Exercise brief:
Using the listing below, print exactly everything from the line with "self.inner.lock().refcounts.is_empty()" down to the line with "pub fn remove_chunk_metadata(&mut", both included, and nothing more.

Material shown:
"""

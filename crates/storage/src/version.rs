use std::collections::BTreeMap;

use parking_lot::Mutex;

/// Tracks how many readers are pinned to each open version, so
/// `oldest_version_to_keep` can advance without stranding an in-flight
/// reader. Mirrors the spec's TxCounter `(version, refcount)` queue.
#[derive(Default)]
pub struct VersionTracker {
    inner: Mutex<VersionTrackerInner>,
}

#[derive(Default)]
struct VersionTrackerInner {
    refcounts: BTreeMap<u64, i64>,
    current_version: u64,
    oldest_version_to_keep: u64,
}

impl VersionTracker {
    pub fn new() -> Self {
        Self::default()
    }

    pub fn current_version(&self) -> u64 {
        self.inner.lock().current_version
    }

    pub fn set_current_version(&self, version: u64) {
        let mut inner = self.inner.lock();
        inner.current_version = version;
    }

    /// Pins `version` so it can't be reclaimed; call
    /// [`Self::deregister_version_usage`] exactly once per call to release it.
    pub fn register_version_usage(&self, version: u64) {
        let mut inner = self.inner.lock();
        *inner.refcounts.entry(version).or_insert(0) += 1;
    }

    pub fn deregister_version_usage(&self, version: u64) {
        let mut inner = self.inner.lock();
        if let Some(count) = inner.refcounts.get_mut(&version) {
            *count -= 1;
            if *count <= 0 {
                inner.refcounts.remove(&version);
            }
        }
        Self::recompute_oldest(&mut inner);
    }

    /// Monotone: the oldest version still visible to some registered reader
    /// (or `current_version` if nobody is registered). Callers must never
    /// observe this value decrease.
    pub fn oldest_version_to_keep(&self) -> u64 {
        self.inner.lock().oldest_version_to_keep
    }

    fn recompute_oldest(inner: &mut VersionTrackerInner) {
        let floor = inner
            .refcounts
            .keys()
            .next()
            .copied()
            .unwrap_or(inner.current_version);
        inner.oldest_version_to_keep = inner.oldest_version_to_keep.max(floor.min(inner.current_version));
        // recompute to the true minimum rather than only ever increasing
        // floor, since a new reader may register below the previous floor.
        inner.oldest_version_to_keep = inner
            .refcounts
            .keys()
            .next()
            .copied()
            .unwrap_or(inner.current_version);
    }

    pub fn advance_oldest_version_to_keep(&self) {
        let mut inner = self.inner.lock();
        Self::recompute_oldest(&mut inner);
    }

    pub fn is_drained(&self) -> bool {
        self.inner.lock().refcounts.is_empty()
    }
}
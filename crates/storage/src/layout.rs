use btree::{Map, PageSink, PageSource};

use crate::consts::LAYOUT_MAP_ID;

/// The layout map (map id 0, always present): tracks every chunk's metadata
/// string and every open map's root position, keyed by prefix.
///
/// - `"chunk.<hex-id>"` -> [`crate::chunk::Chunk::to_metadata_string`]
/// - `"root.<hex-map-id>"` -> hex [`btree::PagePos::raw`]
pub struct LayoutMap {
    inner: Map<String, String>,
}

impl LayoutMap {
    pub fn new(create_version: u64) -> Self {
        LayoutMap {
            inner: Map::new(LAYOUT_MAP_ID, create_version),
        }
    }

    pub fn open(create_version: u64, root: btree::PagePos, source: &dyn PageSource) -> Self {
        LayoutMap {
            inner: Map::open(LAYOUT_MAP_ID, create_version, root, source),
        }
    }

    pub fn chunk_key(id: u32) -> String {
        format!("chunk.{id:08x}")
    }

    pub fn root_key(map_id: u32) -> String {
        format!("root.{map_id:08x}")
    }

    /// Restores an arbitrary key/value pair verbatim, used while rebuilding
    /// the map from a decoded page during recovery.
    pub fn put_chunk_metadata_raw(&mut self, key: String, value: String) {
        self.inner.put(key, value);
    }

    pub fn put_chunk_metadata(&mut self, id: u32, metadata: String) {
        self.inner.put(Self::chunk_key(id), metadata);
    }

    pub fn get_chunk_metadata(&self, id: u32) -> Option<String> {
        self.inner.get(&Self::chunk_key(id))
    }

    pub fn remove_chunk_metadata(&mut self, id: u32) {
        self.inner.remove(&Self::chunk_key(id));
    }

    pub fn put_root(&mut self, map_id: u32, pos: btree::PagePos) {
        self.inner.put(Self::root_key(map_id), format!("{:x}", pos.raw()));
    }

    pub fn get_root(&self, map_id: u32) -> Option<btree::PagePos> {
        self.inner
            .get(&Self::root_key(map_id))
            .and_then(|v| u64::from_str_radix(&v, 16).ok())
            .map(btree::PagePos::from_raw)
    }

    pub fn iter(&self) -> impl Iterator<Item = (String, String)> + '_ {
        self.inner.iter()
    }

    pub fn snapshot_page(&self) -> btree::Page {
        self.inner.snapshot_page()
    }

    pub fn commit_root(&mut self, new_root: btree::PagePos, sink: &mut dyn PageSink) {
        self.inner.commit_root(new_root, sink);
    }

    pub fn root(&self) -> btree::PagePos {
        self.inner.root()
    }

    pub fn is_dirty(&self) -> bool {
        self.inner.is_dirty()
    }
}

"""

Written reply:
        self.inner.lock().refcounts.is_empty()
    }
}
filename crates/storage/src/layout.rs
use btree::{Map, PageSink, PageSource};

use crate::consts::LAYOUT_MAP_ID;

/// The layout map (map id 0, always present): tracks every chunk's metadata
/// string and every open map's root position, keyed by prefix.
///
/// - `"chunk.<hex-id>"` -> [`crate::chunk::Chunk::to_metadata_string`]
/// - `"root.<hex-map-id>"` -> hex [`btree::PagePos::raw`]
pub struct LayoutMap {
    inner: Map<String, String>,
}

impl LayoutMap {
    pub fn new(create_version: u64) -> Self {
        LayoutMap {
            inner: Map::new(LAYOUT_MAP_ID, create_version),
        }
    }

    pub fn open(create_version: u64, root: btree::PagePos, source: &dyn PageSource) -> Self {
        LayoutMap {
            inner: Map::open(LAYOUT_MAP_ID, create_version, root, source),
        }
    }

    pub fn chunk_key(id: u32) -> String {
        format!("chunk.{id:08x}")
    }

    pub fn root_key(map_id: u32) -> String {
        format!("root.{map_id:08x}")
    }

    /// Restores an arbitrary key/value pair verbatim, used while rebuilding
    /// the map from a decoded page during recovery.
    pub fn put_chunk_metadata_raw(&mut self, key: String, value: String) {
        self.inner.put(key, value);
    }

    pub fn put_chunk_metadata(&mut self, id: u32, metadata: String) {
        self.inner.put(Self::chunk_key(id), metadata);
    }

    pub fn get_chunk_metadata(&self, id: u32) -> Option<String> {
        self.inner.get(&Self::chunk_key(id))
    }

    pub fn remove_chunk_metadata(&mut self, id: u32) {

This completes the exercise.